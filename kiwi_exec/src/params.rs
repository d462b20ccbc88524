//! Parameters for the kiwi executable

// ---------------------------------------------------------------------------
// IMPORTS
// ---------------------------------------------------------------------------

use serde::Deserialize;
use std::time::Duration;

use crate::actuator::MotorBoardParams;

// ---------------------------------------------------------------------------
// STRUCTS
// ---------------------------------------------------------------------------

/// Parameters for the executable's main loop and hardware selection, loaded from
/// `kiwi_exec.toml`.
#[derive(Debug, Clone, Deserialize)]
pub struct KiwiExecParams {
    /// Frequency of the main loop.
    ///
    /// Units: Hertz
    pub cycle_frequency_hz: f64,

    /// Maximum run time, after which the state machine is stopped. Zero or absent runs until the
    /// machine stops itself.
    ///
    /// Units: seconds
    #[serde(default)]
    pub max_run_time_s: Option<f64>,

    /// Number of consecutive failing cycles after which execution is aborted.
    pub max_consec_errors: u64,

    /// Run against the simulated world instead of the hardware.
    #[serde(default)]
    pub use_sim: bool,

    /// Number of the I2C bus the motor board is attached to.
    pub i2c_bus: u8,

    /// Motor board address and motor IDs
    #[serde(default)]
    pub motor_board: MotorBoardParams,

    /// File or named pipe the external marker detector writes its detections into.
    pub detection_stream_path: String,
}

// ---------------------------------------------------------------------------
// IMPLS
// ---------------------------------------------------------------------------

impl KiwiExecParams {
    /// Target period of one cycle, or `None` if the frequency isn't positive.
    pub fn cycle_period(&self) -> Option<Duration> {
        util::time::period_from_hz(self.cycle_frequency_hz)
    }

    /// The maximum run time if one is set.
    pub fn max_run_time(&self) -> Option<Duration> {
        match self.max_run_time_s {
            // Longer than a Duration can hold is the same as no limit
            Some(t) if t > 0.0 && t < u64::MAX as f64 => Some(Duration::from_secs_f64(t)),
            _ => None,
        }
    }
}

impl Default for KiwiExecParams {
    fn default() -> Self {
        Self {
            cycle_frequency_hz: 20.0,
            max_run_time_s: None,
            max_consec_errors: 20,
            use_sim: false,
            i2c_bus: 1,
            motor_board: MotorBoardParams::default(),
            detection_stream_path: String::from("/tmp/kiwi_detections"),
        }
    }
}

// ---------------------------------------------------------------------------
// TESTS
// ---------------------------------------------------------------------------
//! # Equipment Interface
//!
//! This module defines the interface structures which are exchanged with the equipment.

// -----------------------------------------------------------------------------------------------
// MODULES
// -----------------------------------------------------------------------------------------------

pub mod mech;
pub mod vision;
//! Host platform (linux for example) utility functions

// ---------------------------------------------------------------------------
// IMPORTS
// ---------------------------------------------------------------------------

use std::path::PathBuf;
use uname;

// ---------------------------------------------------------------------------
// CONSTANTS
// ---------------------------------------------------------------------------

/// Environment variable pointing at the root of the software checkout, which contains the
/// `params` and `sessions` directories.
pub const SW_ROOT_ENV_VAR: &str = "KIWI_SW_ROOT";

// ---------------------------------------------------------------------------
// PUBLIC FUNCTIONS
// ---------------------------------------------------------------------------

/// Retrieve uname information.
pub fn get_uname() -> std::io::Result<uname::Info> {
    uname::uname()
}

/// Get the software root directory from the environment.
pub fn get_kiwi_sw_root() -> Result<PathBuf, std::env::VarError> {
    std::env::var(SW_ROOT_ENV_VAR).map(PathBuf::from)
}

———

**Your task**
Report the number of lines above containing the word "uname", with no other text.

**Solution to this exercise**
4